Ecosyste.ms: Awesome

An open API service indexing awesome lists of open source software.

Awesome Lists | Featured Topics | Projects

https://github.com/google/wuffs

Wrangling Untrusted File Formats Safely
https://github.com/google/wuffs

codec memory-safety parsing programming-language

Last synced: 4 days ago
JSON representation

Wrangling Untrusted File Formats Safely

Awesome Lists containing this project

README

        

Wuffs is a **memory-safe programming language** (and a **standard library**
written in that language) for **Wrangling Untrusted File Formats Safely**.
Wrangling includes parsing, decoding and encoding. Example file formats include
images, audio, video, fonts and compressed archives.

It is [**"ridiculously
fast"**](https://twitter.com/richgel999/status/1481027198530248714).

![Screenshot of a tweet saying "ridiculously
fast"](./test/data/ridiculously-fast.png)

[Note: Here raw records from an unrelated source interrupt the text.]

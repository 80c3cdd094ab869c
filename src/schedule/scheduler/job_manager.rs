use std::collections::HashMap;
use std::path::PathBuf;
use std::sync::Arc;
use std::time::Instant;

use anyhow::Result;
use chrono::Utc;
use tokio::sync::Mutex;
use tokio_util::sync::CancellationToken;
use tracing::{debug, error, info, warn};

use super::JobQueue;
use crate::chapters::{fallback_candidates, normalize_candidates, Chapter};
use crate::config::{Settings, StageTimeouts};
use crate::error::{JobError, PipelineError};
use crate::model::ModelManager;
use crate::schedule::callback::{HttpCallback, JobCallback};
use crate::schedule::estimate::ThroughputStats;
use crate::schedule::processors::{StageContext, StageProcessor};
use crate::schedule::progress::{JobSubscription, ProgressBroadcaster};
use crate::schedule::retry::RetryPolicy;
use crate::schedule::types::{JobStatus, ProcessingConfig, ProcessingEstimate, ProcessingJob, Stage};
use crate::storage::{JobStorage, VideoProvider};
use crate::web::Pagination;

const INTERRUPTED_MESSAGE: &str = "Processing was interrupted by a service restart.";
const PANIC_MESSAGE: &str = "An unexpected internal error occurred.";

#[derive(Debug, Clone)]
pub struct JobManagerOptions {
    pub retry: RetryPolicy,
    pub timeouts: StageTimeouts,
    /// Per-job scratch directories are created below this.
    pub work_dir: PathBuf,
}

impl Default for JobManagerOptions {
    fn default() -> Self {
        Self {
            retry: RetryPolicy::default(),
            timeouts: StageTimeouts::default(),
            work_dir: std::env::temp_dir().join("chapter-rs"),
        }
    }
}

impl JobManagerOptions {
    pub fn from_settings(settings: &Settings) -> Self {
        Self {
            retry: RetryPolicy::from_settings(settings),
            timeouts: settings.stage_timeouts.clone(),
            work_dir: settings.work_dir.clone(),
        }
    }
}

/// Bookkeeping for a job that is queued or running in this process.
#[derive(Debug, Default)]
struct ActiveJob {
    cancel: CancellationToken,
    // a worker has claimed the job
    running: bool,
    // all stages passed; the outcome is being persisted
    finishing: bool,
}

/// Drives processing jobs through the pipeline.
///
/// This is the only component that mutates job records while they are
/// active, and the only one that decides between retrying a stage, failing
/// the job and falling back to generated chapters.
pub struct JobManager {
    storage: Arc<dyn JobStorage>,
    videos: Arc<dyn VideoProvider>,
    models: Arc<ModelManager>,
    processors: HashMap<Stage, Box<dyn StageProcessor>>,
    broadcaster: Arc<ProgressBroadcaster>,
    queue: JobQueue,
    active: Mutex<HashMap<String, ActiveJob>>,
    // serializes the duplicate check in start/restart
    start_lock: Mutex<()>,
    options: JobManagerOptions,
    throughput: ThroughputStats,
    http: reqwest::Client,
}
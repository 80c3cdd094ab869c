pub mod chapters;
pub mod extract;
pub mod finalize;
pub mod transcribe;

use std::path::PathBuf;
use std::sync::Arc;

use async_trait::async_trait;
use tracing::warn;

use crate::chapters::Chapter;
use crate::error::PipelineError;
use crate::model::{ModelHandle, ModelKind, ModelManager};
use crate::schedule::progress::ProgressBroadcaster;
use crate::schedule::types::{ProcessingJob, Stage};
use crate::storage::{JobStorage, VideoInfo};
use crate::transcript::Transcript;

pub use chapters::GenerateChaptersProcessor;
pub use extract::ExtractAudioProcessor;
pub use finalize::FinalizeProcessor;
pub use transcribe::TranscribeProcessor;

/// State carried from one stage to the next during a single attempt.
pub struct StageContext {
    pub job: ProcessingJob,
    pub video: VideoInfo,
    /// Scratch directory owned by this job.
    pub work_dir: PathBuf,
    pub audio_path: Option<PathBuf>,
    pub transcript: Option<Transcript>,
    pub chapters: Vec<Chapter>,
    stage: Stage,
    broadcaster: Arc<ProgressBroadcaster>,
    storage: Arc<dyn JobStorage>,
}

impl StageContext {
    pub fn new(
        job: ProcessingJob,
        video: VideoInfo,
        work_dir: PathBuf,
        broadcaster: Arc<ProgressBroadcaster>,
        storage: Arc<dyn JobStorage>,
    ) -> Self {
        Self {
            job,
            video,
            work_dir,
            audio_path: None,
            transcript: None,
            chapters: Vec::new(),
            stage: Stage::ExtractingAudio,
            broadcaster,
            storage,
        }
    }

    pub fn stage(&self) -> Stage {
        self.stage
    }

    pub(crate) fn set_stage(&mut self, stage: Stage) {
        self.stage = stage;
    }

    /// Records that `fraction` (0..=1) of the current stage is done and
    /// publishes it unless throttled. Published updates are also persisted.
    pub async fn report(&mut self, fraction: f64) {
        let overall = self.broadcaster.weights().overall(self.stage, fraction);
        self.job
            .set_stage_progress(self.stage, fraction.clamp(0.0, 1.0) * 100.0, overall);
        if self.broadcaster.report(&self.job, self.stage) {
            if let Err(e) = self.storage.save_job(&self.job).await {
                warn!(job_id = %self.job.id, "Failed to persist progress: {}", e);
            }
        }
    }
}

/// One step of the pipeline.
#[async_trait]
pub trait StageProcessor: Send + Sync {
    fn stage(&self) -> Stage;
    async fn process(&self, ctx: &mut StageContext) -> Result<(), PipelineError>;
    /// Called once the job has left the pipeline, whatever the outcome.
    async fn cleanup(&self, _ctx: &StageContext) {}
}

/// Acquires a model for `ctx`'s job, honoring its CPU fallback setting, and
/// records the device that served it.
pub(crate) async fn acquire_model(
    models: &ModelManager,
    kind: ModelKind,
    ctx: &mut StageContext,
) -> Result<ModelHandle, PipelineError> {
    let handle = if ctx.job.config.allow_cpu_fallback {
        models.acquire_with_fallback(kind).await?
    } else {
        models.acquire(kind).await?
    };
    ctx.job.metadata.devices.insert(kind, handle.device());
    Ok(handle)
}
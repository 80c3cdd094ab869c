use super::{sort_by_start, ChapterCandidate};

/// Folds `next` into `kept`: the earlier start and title survive, the
/// confidence is the larger of the two.
fn absorb(kept: &mut ChapterCandidate, next: ChapterCandidate) {
    kept.confidence = kept.confidence.max(next.confidence);
}

/// Sorts candidates and merges any two whose starts are closer than
/// `min_length` seconds. Duplicates produced by overlapping transcript
/// windows collapse here as well.
pub fn merge_candidates(mut candidates: Vec<ChapterCandidate>, min_length: f64) -> Vec<ChapterCandidate> {
    sort_by_start(&mut candidates);
    let mut merged: Vec<ChapterCandidate> = Vec::with_capacity(candidates.len());
    for candidate in candidates {
        match merged.last_mut() {
            Some(last) if candidate.start_time - last.start_time < min_length => absorb(last, candidate),
            _ => merged.push(candidate),
        }
    }
    merged
}

/// Reduces sorted candidates to at most `max` entries by repeatedly merging
/// the adjacent pair with the lowest combined confidence. Ties go to the
/// earliest pair.
pub fn cap_chapters(mut candidates: Vec<ChapterCandidate>, max: usize) -> Vec<ChapterCandidate> {
    let max = max.max(1);
    while candidates.len() > max {
        let mut best = 0;
        let mut best_score = f64::INFINITY;
        for i in 0..candidates.len() - 1 {
            let score = candidates[i].confidence + candidates[i + 1].confidence;
            if score < best_score {
                best = i;
                best_score = score;
            }
        }
        let next = candidates.remove(best + 1);
        absorb(&mut candidates[best], next);
    }
    candidates
}
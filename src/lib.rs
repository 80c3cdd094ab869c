pub mod asr;
pub mod audio;
pub mod chapters;
pub mod config;
pub mod error;
pub mod llm;
pub mod model;
pub mod schedule;
pub mod storage;
pub mod transcript;
pub mod utils;
pub mod web;

use std::sync::Arc;

use config::Settings;
use model::ModelManager;
use schedule::JobManager;
use storage::SqliteVideoCatalog;

pub struct AppContext {
    pub job_manager: Arc<JobManager>,
    pub models: Arc<ModelManager>,
    pub videos: Arc<SqliteVideoCatalog>,
}

/// Loads `.env` into the process environment.
pub fn init_env() {
    dotenv::dotenv().ok();
}

pub fn create_data_dirs(settings: &Settings) {
    // make sure the data directories exist
    if let Some(db_path) = settings.database_url.strip_prefix("sqlite://") {
        let db_path = db_path.split('?').next().unwrap_or(db_path);
        if let Some(dir) = std::path::Path::new(db_path).parent() {
            std::fs::create_dir_all(dir).unwrap_or_else(|e| {
                eprintln!("Failed to create database directory: {}", e);
            });
        }
    }
    std::fs::create_dir_all(&settings.work_dir).unwrap_or_else(|e| {
        eprintln!("Failed to create work directory: {}", e);
    });
}
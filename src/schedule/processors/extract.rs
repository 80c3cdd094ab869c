use async_trait::async_trait;
use tracing::{info, warn};

use super::{StageContext, StageProcessor};
use crate::audio;
use crate::error::PipelineError;
use crate::schedule::types::Stage;

const AUDIO_FILE: &str = "audio.wav";

/// Pulls the audio track out of the source video with ffmpeg.
#[derive(Default)]
pub struct ExtractAudioProcessor;

impl ExtractAudioProcessor {
    pub fn new() -> Self {
        Self
    }
}

#[async_trait]
impl StageProcessor for ExtractAudioProcessor {
    fn stage(&self) -> Stage {
        Stage::ExtractingAudio
    }

    async fn process(&self, ctx: &mut StageContext) -> Result<(), PipelineError> {
        let dest = ctx.work_dir.join(AUDIO_FILE);
        audio::extract_audio(&ctx.video.source_path, &dest).await?;
        info!(job_id = %ctx.job.id, path = ?dest, "Audio extracted");
        ctx.audio_path = Some(dest);
        ctx.report(1.0).await;
        Ok(())
    }

    async fn cleanup(&self, ctx: &StageContext) {
        if let Some(path) = &ctx.audio_path {
            if let Err(e) = tokio::fs::remove_file(path).await {
                if e.kind() != std::io::ErrorKind::NotFound {
                    warn!(job_id = %ctx.job.id, "Failed to remove {:?}: {}", path, e);
                }
            }
        }
    }
}
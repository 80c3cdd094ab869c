use std::net::SocketAddr;
use std::sync::Arc;
use tokio::net::TcpListener;
use tracing::{info, warn};

pub mod handlers;
mod pagination;

pub use pagination::Pagination;

use crate::AppContext;

/// Serves the HTTP API until Ctrl-C.
pub async fn start_server(ctx: Arc<AppContext>, addr: SocketAddr) -> anyhow::Result<()> {
    let app = handlers::router(ctx);

    info!("Starting server on {}", addr);
    let listener = TcpListener::bind(addr).await?;
    axum::serve(listener, app)
        .with_graceful_shutdown(shutdown_signal())
        .await?;

    Ok(())
}

async fn shutdown_signal() {
    if let Err(e) = tokio::signal::ctrl_c().await {
        warn!("Failed to listen for shutdown signal: {}", e);
        std::future::pending::<()>().await;
    }
    info!("Shutdown signal received");
}
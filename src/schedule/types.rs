use std::collections::BTreeMap;
use std::fmt;

use chrono::{DateTime, Utc};
use serde::{Deserialize, Serialize};
use uuid::Uuid;

use crate::error::JobError;
use crate::model::{Device, ModelKind};

/// One step of the chaptering pipeline, in execution order.
#[derive(Debug, Clone, Copy, PartialEq, Eq, Hash, PartialOrd, Ord, Serialize, Deserialize)]
#[serde(rename_all = "snake_case")]
pub enum Stage {
    ExtractingAudio,
    Transcribing,
    GeneratingChapters,
    Finalizing,
}

impl Stage {
    pub const PIPELINE: [Stage; 4] = [
        Stage::ExtractingAudio,
        Stage::Transcribing,
        Stage::GeneratingChapters,
        Stage::Finalizing,
    ];

    pub fn index(self) -> usize {
        match self {
            Stage::ExtractingAudio => 0,
            Stage::Transcribing => 1,
            Stage::GeneratingChapters => 2,
            Stage::Finalizing => 3,
        }
    }

    pub fn as_str(self) -> &'static str {
        match self {
            Stage::ExtractingAudio => "extracting_audio",
            Stage::Transcribing => "transcribing",
            Stage::GeneratingChapters => "generating_chapters",
            Stage::Finalizing => "finalizing",
        }
    }
}

impl fmt::Display for Stage {
    fn fmt(&self, f: &mut fmt::Formatter) -> fmt::Result {
        f.write_str(self.as_str())
    }
}

#[derive(Debug, Clone, Copy, PartialEq, Eq, Hash, Serialize, Deserialize)]
#[serde(rename_all = "snake_case")]
pub enum JobStatus {
    Pending,
    ExtractingAudio,
    Transcribing,
    GeneratingChapters,
    Finalizing,
    Complete,
    Error,
    Cancelled,
}

impl JobStatus {
    pub fn is_terminal(self) -> bool {
        matches!(self, JobStatus::Complete | JobStatus::Error | JobStatus::Cancelled)
    }

    pub fn is_active(self) -> bool {
        !self.is_terminal()
    }

    /// The stage this status represents, if it is a running stage.
    pub fn stage(self) -> Option<Stage> {
        match self {
            JobStatus::ExtractingAudio => Some(Stage::ExtractingAudio),
            JobStatus::Transcribing => Some(Stage::Transcribing),
            JobStatus::GeneratingChapters => Some(Stage::GeneratingChapters),
            JobStatus::Finalizing => Some(Stage::Finalizing),
            _ => None,
        }
    }

    pub fn as_str(self) -> &'static str {
        match self {
            JobStatus::Pending => "pending",
            JobStatus::ExtractingAudio => "extracting_audio",
            JobStatus::Transcribing => "transcribing",
            JobStatus::GeneratingChapters => "generating_chapters",
            JobStatus::Finalizing => "finalizing",
            JobStatus::Complete => "complete",
            JobStatus::Error => "error",
            JobStatus::Cancelled => "cancelled",
        }
    }
}

impl From<Stage> for JobStatus {
    fn from(stage: Stage) -> Self {
        match stage {
            Stage::ExtractingAudio => JobStatus::ExtractingAudio,
            Stage::Transcribing => JobStatus::Transcribing,
            Stage::GeneratingChapters => JobStatus::GeneratingChapters,
            Stage::Finalizing => JobStatus::Finalizing,
        }
    }
}

impl fmt::Display for JobStatus {
    fn fmt(&self, f: &mut fmt::Formatter) -> fmt::Result {
        f.write_str(self.as_str())
    }
}

impl TryFrom<String> for JobStatus {
    type Error = anyhow::Error;

    fn try_from(s: String) -> Result<Self, anyhow::Error> {
        match s.as_str() {
            "pending" => Ok(JobStatus::Pending),
            "extracting_audio" => Ok(JobStatus::ExtractingAudio),
            "transcribing" => Ok(JobStatus::Transcribing),
            "generating_chapters" => Ok(JobStatus::GeneratingChapters),
            "finalizing" => Ok(JobStatus::Finalizing),
            "complete" => Ok(JobStatus::Complete),
            "error" => Ok(JobStatus::Error),
            "cancelled" => Ok(JobStatus::Cancelled),
            _ => Err(anyhow::anyhow!("Invalid job status: {}", s)),
        }
    }
}

#[derive(Debug, Clone, PartialEq, Serialize, Deserialize)]
#[serde(default)]
pub struct ProcessingConfig {
    /// Seconds; chapters closer than this are merged.
    pub min_chapter_length: f64,
    pub max_chapters: usize,
    /// Transcription language hint, e.g. "en".
    pub language: Option<String>,
    /// Free-text steering passed to the chapter generator.
    pub guidance_prompt: Option<String>,
    pub denoise: bool,
    pub allow_cpu_fallback: bool,
    pub callback_url: Option<String>,
}

impl Default for ProcessingConfig {
    fn default() -> Self {
        Self {
            min_chapter_length: 30.0,
            max_chapters: 15,
            language: None,
            guidance_prompt: None,
            denoise: false,
            allow_cpu_fallback: false,
            callback_url: None,
        }
    }
}

impl ProcessingConfig {
    pub fn validate(&self) -> Result<(), JobError> {
        if !self.min_chapter_length.is_finite() || self.min_chapter_length <= 0.0 {
            return Err(JobError::InvalidConfig(
                "min_chapter_length must be a positive number of seconds".to_string(),
            ));
        }
        if self.max_chapters == 0 {
            return Err(JobError::InvalidConfig(
                "max_chapters must be at least 1".to_string(),
            ));
        }
        if let Some(url) = &self.callback_url {
            if !(url.starts_with("http://") || url.starts_with("https://")) {
                return Err(JobError::InvalidConfig(format!(
                    "callback_url must be an http(s) URL: {}",
                    url
                )));
            }
        }
        Ok(())
    }
}

#[derive(Debug, Clone, Default, PartialEq, Serialize, Deserialize)]
#[serde(default)]
pub struct JobMetadata {
    pub stage_seconds: BTreeMap<Stage, f64>,
    pub stage_attempts: BTreeMap<Stage, u32>,
    pub devices: BTreeMap<ModelKind, Device>,
    pub transcript_utterances: Option<usize>,
    pub transcript_words: Option<usize>,
    pub transcript_language: Option<String>,
    pub generation_windows: Option<usize>,
    pub chapters_generated: Option<usize>,
    pub average_confidence: Option<f64>,
    pub used_fallback: bool,
    /// Messages of failures that were recovered from or ended an attempt.
    pub processing_errors: Vec<String>,
}

#[derive(Debug, Clone, PartialEq, Serialize, Deserialize)]
pub struct ProcessingJob {
    pub id: String,
    pub video_id: String,
    pub attempt: u32,
    pub status: JobStatus,
    pub progress: f64,
    pub stage_progress: BTreeMap<Stage, f64>,
    pub config: ProcessingConfig,
    pub metadata: JobMetadata,
    pub error_message: Option<String>,
    pub start_time: DateTime<Utc>,
    pub end_time: Option<DateTime<Utc>>,
    pub created_at: DateTime<Utc>,
    pub updated_at: DateTime<Utc>,
}

fn fresh_stage_progress() -> BTreeMap<Stage, f64> {
    Stage::PIPELINE.iter().map(|stage| (*stage, 0.0)).collect()
}

impl ProcessingJob {
    pub fn new(video_id: impl Into<String>, config: ProcessingConfig) -> Self {
        let now = Utc::now();
        Self {
            id: format!("job-{}", Uuid::new_v4()),
            video_id: video_id.into(),
            attempt: 1,
            status: JobStatus::Pending,
            progress: 0.0,
            stage_progress: fresh_stage_progress(),
            config,
            metadata: JobMetadata::default(),
            error_message: None,
            start_time: now,
            end_time: None,
            created_at: now,
            updated_at: now,
        }
    }

    pub fn is_terminal(&self) -> bool {
        self.status.is_terminal()
    }

    pub fn enter_stage(&mut self, stage: Stage) {
        if self.is_terminal() {
            return;
        }
        self.status = stage.into();
        self.updated_at = Utc::now();
    }

    /// Records intra-stage progress. Both the stage percentage and the
    /// overall percentage only move forward.
    pub fn set_stage_progress(&mut self, stage: Stage, stage_percent: f64, overall: f64) {
        if self.is_terminal() {
            return;
        }
        let entry = self.stage_progress.entry(stage).or_insert(0.0);
        *entry = entry.max(stage_percent.clamp(0.0, 100.0));
        self.progress = self.progress.max(overall.clamp(0.0, 100.0));
        self.updated_at = Utc::now();
    }

    pub fn mark_complete(&mut self) {
        if self.is_terminal() {
            return;
        }
        let now = Utc::now();
        self.status = JobStatus::Complete;
        self.progress = 100.0;
        for value in self.stage_progress.values_mut() {
            *value = 100.0;
        }
        self.end_time = Some(now);
        self.updated_at = now;
    }

    pub fn mark_error(&mut self, message: impl Into<String>) {
        if self.is_terminal() {
            return;
        }
        let now = Utc::now();
        let message = message.into();
        self.metadata.processing_errors.push(message.clone());
        self.status = JobStatus::Error;
        self.error_message = Some(message);
        self.end_time = Some(now);
        self.updated_at = now;
    }

    pub fn mark_cancelled(&mut self) {
        if self.is_terminal() {
            return;
        }
        let now = Utc::now();
        self.status = JobStatus::Cancelled;
        self.end_time = Some(now);
        self.updated_at = now;
    }

    /// Starts a new attempt on the same job id. Only valid from `error`;
    /// the caller checks the status.
    pub fn reset_for_restart(&mut self) {
        let now = Utc::now();
        let history = std::mem::take(&mut self.metadata.processing_errors);
        self.attempt += 1;
        self.status = JobStatus::Pending;
        self.progress = 0.0;
        self.stage_progress = fresh_stage_progress();
        self.metadata = JobMetadata {
            processing_errors: history,
            ..JobMetadata::default()
        };
        self.error_message = None;
        self.start_time = now;
        self.end_time = None;
        self.updated_at = now;
    }
}

#[derive(Debug, Clone, Serialize, Deserialize)]
pub struct ProcessingEstimate {
    pub video_id: String,
    pub duration: f64,
    pub device: Device,
    pub per_stage_seconds: BTreeMap<Stage, f64>,
    pub total_seconds: f64,
}
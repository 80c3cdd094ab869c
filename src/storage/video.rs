use std::collections::HashMap;
use std::path::PathBuf;
use std::sync::RwLock;

use anyhow::{anyhow, Result};
use async_trait::async_trait;
use serde::{Deserialize, Serialize};
use sqlx::{Row, SqlitePool};

/// What the orchestrator needs to know about a video.
#[derive(Debug, Clone, PartialEq, Serialize, Deserialize)]
pub struct VideoInfo {
    pub id: String,
    /// Seconds.
    pub duration: f64,
    pub source_path: PathBuf,
}

#[async_trait]
pub trait VideoProvider: Send + Sync + 'static {
    async fn get_video(&self, video_id: &str) -> Result<Option<VideoInfo>>;
}

pub struct SqliteVideoCatalog {
    pool: SqlitePool,
}

impl SqliteVideoCatalog {
    pub async fn from_pool(pool: SqlitePool) -> Result<Self> {
        sqlx::query(
            r#"
            CREATE TABLE IF NOT EXISTS videos (
                id TEXT PRIMARY KEY,
                duration REAL NOT NULL,
                source_path TEXT NOT NULL
            )
            "#,
        )
        .execute(&pool)
        .await?;

        Ok(Self { pool })
    }

    pub async fn register_video(&self, video: &VideoInfo) -> Result<()> {
        let path = video
            .source_path
            .to_str()
            .ok_or_else(|| anyhow!("source path is not valid UTF-8: {:?}", video.source_path))?;
        sqlx::query("INSERT OR REPLACE INTO videos (id, duration, source_path) VALUES (?, ?, ?)")
            .bind(&video.id)
            .bind(video.duration)
            .bind(path)
            .execute(&self.pool)
            .await?;
        Ok(())
    }
}

#[async_trait]
impl VideoProvider for SqliteVideoCatalog {
    async fn get_video(&self, video_id: &str) -> Result<Option<VideoInfo>> {
        let row = sqlx::query("SELECT id, duration, source_path FROM videos WHERE id = ?")
            .bind(video_id)
            .fetch_optional(&self.pool)
            .await?;

        row.map(|row| {
            let path: String = row.try_get("source_path")?;
            Ok(VideoInfo {
                id: row.try_get("id")?,
                duration: row.try_get("duration")?,
                source_path: PathBuf::from(path),
            })
        })
        .transpose()
    }
}

#[derive(Default)]
pub struct InMemoryVideoCatalog {
    videos: RwLock<HashMap<String, VideoInfo>>,
}

impl InMemoryVideoCatalog {
    pub fn new() -> Self {
        Self::default()
    }

    pub fn insert(&self, video: VideoInfo) {
        if let Ok(mut videos) = self.videos.write() {
            videos.insert(video.id.clone(), video);
        }
    }
}

#[async_trait]
impl VideoProvider for InMemoryVideoCatalog {
    async fn get_video(&self, video_id: &str) -> Result<Option<VideoInfo>> {
        let videos = self
            .videos
            .read()
            .map_err(|_| anyhow!("video catalog lock poisoned"))?;
        Ok(videos.get(video_id).cloned())
    }
}

#[cfg(test)]
mod tests {
    use super::*;
    use sqlx::sqlite::SqlitePoolOptions;

    #[tokio::test]
    async fn test_sqlite_catalog_registers_and_reads() {
        let pool = SqlitePoolOptions::new()
            .max_connections(1)
            .connect("sqlite::memory:")
            .await
            .unwrap();
        let catalog = SqliteVideoCatalog::from_pool(pool).await.unwrap();
        let video = VideoInfo {
            id: "video-1".into(),
            duration: 612.5,
            source_path: PathBuf::from("/media/talk.mp4"),
        };
        catalog.register_video(&video).await.unwrap();

        assert_eq!(catalog.get_video("video-1").await.unwrap(), Some(video));
        assert!(catalog.get_video("video-2").await.unwrap().is_none());
    }
}
use std::time::Duration;

use crate::config::Settings;

/// Stage-level retry policy for transient failures.
#[derive(Debug, Clone, PartialEq)]
pub struct RetryPolicy {
    /// Retries after the first attempt.
    pub max_retries: u32,
    pub base_delay: Duration,
    pub max_delay: Duration,
}

impl Default for RetryPolicy {
    fn default() -> Self {
        Self {
            max_retries: 2,
            base_delay: Duration::from_millis(500),
            max_delay: Duration::from_secs(30),
        }
    }
}

impl RetryPolicy {
    pub fn from_settings(settings: &Settings) -> Self {
        Self {
            max_retries: settings.max_stage_retries,
            base_delay: settings.retry_base_delay,
            ..Self::default()
        }
    }

    /// No waiting between attempts.
    pub fn immediate(max_retries: u32) -> Self {
        Self {
            max_retries,
            base_delay: Duration::ZERO,
            max_delay: Duration::ZERO,
        }
    }

    /// Exponential backoff before retry number `retry` (1-based).
    pub fn delay_for_retry(&self, retry: u32) -> Duration {
        let factor = 2u32.saturating_pow(retry.saturating_sub(1));
        self.base_delay.saturating_mul(factor).min(self.max_delay)
    }

    pub fn allows_retry(&self, retries_done: u32) -> bool {
        retries_done < self.max_retries
    }
}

Per its [benchmarks](/doc/benchmarks.md) and other linked-to blog posts:

- It can decode bzip2 **[1.3x faster than `/usr/bin/bzcat`
(C)](https://nigeltao.github.io/blog/2022/wuffs-bzip2-decoder.html)**.
- It can decode deflate up to **1.4x faster than zlib-the-library (C)**.
- It can decode GIF **2x-6x faster than "giflib" (C), "image/gif" (Go) and
"gif" (Rust)**.
- It can decode PNG **[1.2x-2.7x faster than "libpng" (C), "image/png" (Go) and
"png"
(Rust)](https://nigeltao.github.io/blog/2021/fastest-safest-png-decoder.html)**.

## Goals and Non-Goals

Wuffs' goal is to produce software libraries that are as safe as Go or Rust,
roughly speaking, but as fast as C, and that can be used anywhere C libraries
are used. This includes very large C/C++ projects, such as popular web browsers
and operating systems (using that term to include desktop and mobile user
interfaces, not just the kernel).

[Wuffs the Library](/doc/wuffs-the-library.md) is [available](/release/c) as
transpiled C code. Other C/C++ projects can **use that library without
requiring the [Wuffs the Language](/doc/wuffs-the-language.md) toolchain**.
Those projects can use Wuffs the Library like using any other third party C
library. It's just not hand-written C.

However, unlike hand-written C, Wuffs the Language is safe with respect to
buffer overflows, integer arithmetic overflows and null pointer dereferences. A
key difference between Wuffs and other memory-safe languages is that **all such
checks are done at compile time, not at run time**. If it compiles, it is safe,
with respect to those three bug classes.

The trade-off in aiming for both safety and speed is that Wuffs programs take
longer for a programmer to write, as they have to **explicitly annotate their
programs with proofs of safety**. A statement like `x += 1` unsurprisingly
means to increment the variable `x` by `1`. However, in Wuffs, such a statement
is a compile time error unless the compiler can also prove that `x` is not the
maximal value of `x`'s type (e.g. `x` is not `255` if `x` is a `base.u8`), as
the increment would otherwise overflow. Similarly, an integer arithmetic
expression like `x / y` is a compile time error unless the compiler can also
prove that `y` is not zero.

## Hermeticity

Wuffs is not a general purpose programming language. **It is for writing
libraries, not programs**. Wuffs code is [hermetic](/doc/note/hermeticity.md)
and can only compute (e.g. convert "compressed bytes" to "decompressed bytes").
**It cannot make any syscalls** (e.g. it has no ambient authority to read your
files), implying that it cannot allocate or free memory (and is therefore
trivially safe against things like memory leaks, use-after-frees and
double-frees).

It produces [Sans I/O style](https://sans-io.readthedocs.io/) libraries (but C
libraries, not Python), meaning that they are agnostic to ['function
colors'](https://journal.stuffwithstuff.com/2015/02/01/what-color-is-your-function/).
They can be combined with synchronous or asynchronous I/O, as the library
caller (not library implementation) is responsible for the actual I/O.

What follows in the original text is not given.